(What you will do): The lines you return must be all those in the data that hold the string "width".

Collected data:
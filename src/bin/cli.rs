//! CLI application for skin-tone face region detection.
//!
//! Usage:
//!   skin-face <image>                         # Human-readable output
//!   skin-face <image> --json                  # JSON output
//!   skin-face <image> --model faces.svm.bz2   # Confirm regions with a classifier
//!   skin-face <image> --annotated out.png     # Save image with regions drawn

use clap::Parser;
use serde::Serialize;
use skin_face::{imaging, DetectorConfig, FaceClassifier, FaceDetector, Rectangle, Rgb};
use std::path::PathBuf;

#[derive(Parser, Debug)]
#[command(name = "skin-face")]
#[command(author, version, about = "Skin-tone face region detection", long_about = None)]
struct Args {
    /// Input image file
    #[arg(required = true)]
    image: PathBuf,

    /// Output as JSON
    #[arg(short, long)]
    json: bool,

    /// Output file (default: stdout)
    #[arg(short, long)]
    output: Option<PathBuf>,

    /// Linear SVM model used to confirm each region (.bz2 is decompressed)
    #[arg(short, long)]
    model: Option<PathBuf>,

    /// Write a copy of the image with regions outlined (green = confirmed)
    #[arg(long)]
    annotated: Option<PathBuf>,

    /// Write intermediate mask images into this directory
    #[arg(long)]
    progress_images: Option<PathBuf>,

    /// Longest image side processed before downscaling
    #[arg(long, default_value = "200")]
    max_dimension: usize,

    /// Relaxed skin mask expansion passes
    #[arg(long, default_value = "2")]
    relaxed_expansions: usize,

    /// Fraction of each side added to final regions
    #[arg(long, default_value = "0.13")]
    expand_by: f64,

    /// Show verbose output
    #[arg(short, long)]
    verbose: bool,
}

/// Output structure for JSON serialization
#[derive(Serialize)]
struct Output {
    image: String,
    width: u32,
    height: u32,
    regions_detected: usize,
    classifier_used: bool,
    regions: Vec<RegionOutput>,
}

#[derive(Serialize)]
struct RegionOutput {
    /// Region index (1-based)
    index: usize,
    #[serde(flatten)]
    bounds: Rectangle,
    area_percent: f64,
    /// Classifier score; absent without a model
    #[serde(skip_serializing_if = "Option::is_none")]
    score: Option<f64>,
    #[serde(skip_serializing_if = "Option::is_none")]
    is_face: Option<bool>,
}

const CONFIRMED: Rgb = Rgb::new(173, 255, 47);
const UNCONFIRMED: Rgb = Rgb::new(255, 0, 0);

fn main() {
    let args = Args::parse();

    let level = if args.verbose { "debug" } else { "warn" };
    env_logger::Builder::from_env(env_logger::Env::default().default_filter_or(level)).init();

    if let Err(e) = run(&args) {
        eprintln!("Error: {}", e);
        std::process::exit(1);
    }
}

fn run(args: &Args) -> Result<(), Box<dyn std::error::Error>> {
    let config = DetectorConfig {
        maximum_image_dimension: args.max_dimension,
        number_of_relaxed_expansions: args.relaxed_expansions,
        percent_to_expand_final_region_by: args.expand_by,
        save_progress_images: args.progress_images.is_some(),
        ..DetectorConfig::default()
    };

    let mut detector = FaceDetector::new(config)?;
    if args.verbose {
        detector = detector.with_progress(|message| eprintln!("{}", message));
    }
    if let Some(ref directory) = args.progress_images {
        detector = detector.with_progress_directory(directory)?;
    }

    let classifier = match args.model {
        Some(ref path) => {
            if args.verbose {
                eprintln!("Loading classifier model from {:?}...", path);
            }
            Some(FaceClassifier::load(path)?)
        }
        None => None,
    };

    if args.verbose {
        eprintln!("Loading image {:?}...", args.image);
    }
    let img = image::open(&args.image)?.to_rgb8();
    let (width, height) = img.dimensions();
    let image_area = width as f64 * height as f64;

    let regions = detector.possible_face_regions(&img)?;
    if args.verbose {
        eprintln!("Found {} possible face region(s)", regions.len());
    }

    let mut region_outputs = Vec::with_capacity(regions.len());
    for (i, region) in regions.iter().enumerate() {
        let score = match classifier {
            Some(ref classifier) => Some(classifier.score(&img, *region)?),
            None => None,
        };
        region_outputs.push(RegionOutput {
            index: i + 1,
            bounds: *region,
            area_percent: region.area() as f64 / image_area * 100.0,
            score,
            is_face: score.map(|s| s >= 0.0),
        });
    }

    if let Some(ref path) = args.annotated {
        let mut annotated = img.clone();
        for region in &region_outputs {
            let colour = if region.is_face.unwrap_or(true) {
                CONFIRMED
            } else {
                UNCONFIRMED
            };
            imaging::draw_rectangle(&mut annotated, region.bounds, colour, 2);
        }
        annotated.save(path)?;
        if args.verbose {
            eprintln!("Annotated image written to {:?}", path);
        }
    }

    let output = Output {
        image: args.image.display().to_string(),
        width,
        height,
        regions_detected: regions.len(),
        classifier_used: classifier.is_some(),
        regions: region_outputs,
    };

    // Generate output
    let output_str = if args.json {
        serde_json::to_string_pretty(&output)?
    } else {
        format_human_readable(&output)
    };

    // Write output
    if let Some(ref path) = args.output {
        std::fs::write(path, &output_str)?;
        if args.verbose {
            eprintln!("Output written to {:?}", path);
        }
    } else {
        println!("{}", output_str);
    }

    Ok(())
}

fn format_human_readable(output: &Output) -> String {
    let mut s = String::new();

    s.push_str(&format!("Image: {} ({}x{})\n", output.image, output.width, output.height));
    s.push_str(&format!("Possible face regions: {}\n", output.regions_detected));

    if output.regions.is_empty() {
        s.push_str("\nNo face regions found.\n");
        return s;
    }

    for region in &output.regions {
        s.push_str(&format!("\n--- Region {} ---\n", region.index));
        s.push_str(&format!(
            "Bounding box: {}x{} at ({}, {})\n",
            region.bounds.width, region.bounds.height, region.bounds.x, region.bounds.y
        ));
        s.push_str(&format!("Coverage: {:.1}% of image\n", region.area_percent));
        if let (Some(score), Some(is_face)) = (region.score, region.is_face) {
            let verdict = if is_face { "face" } else { "not a face" };
            s.push_str(&format!("Classifier: {} (score {:.4})\n", verdict, score));
        }
    }

    if output.classifier_used {
        let confirmed = output
            .regions
            .iter()
            .filter(|r| r.is_face == Some(true))
            .count();
        s.push_str(&format!("\nConfirmed faces: {}\n", confirmed));
    }

    s
}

(Answer area):
    width: u32,
    let (width, height) = img.dimensions();
    let image_area = width as f64 * height as f64;
        width,
    s.push_str(&format!("Image: {} ({}x{})\n", output.image, output.width, output.height));
            region.bounds.width, region.bounds.height, region.bounds.x, region.bounds.y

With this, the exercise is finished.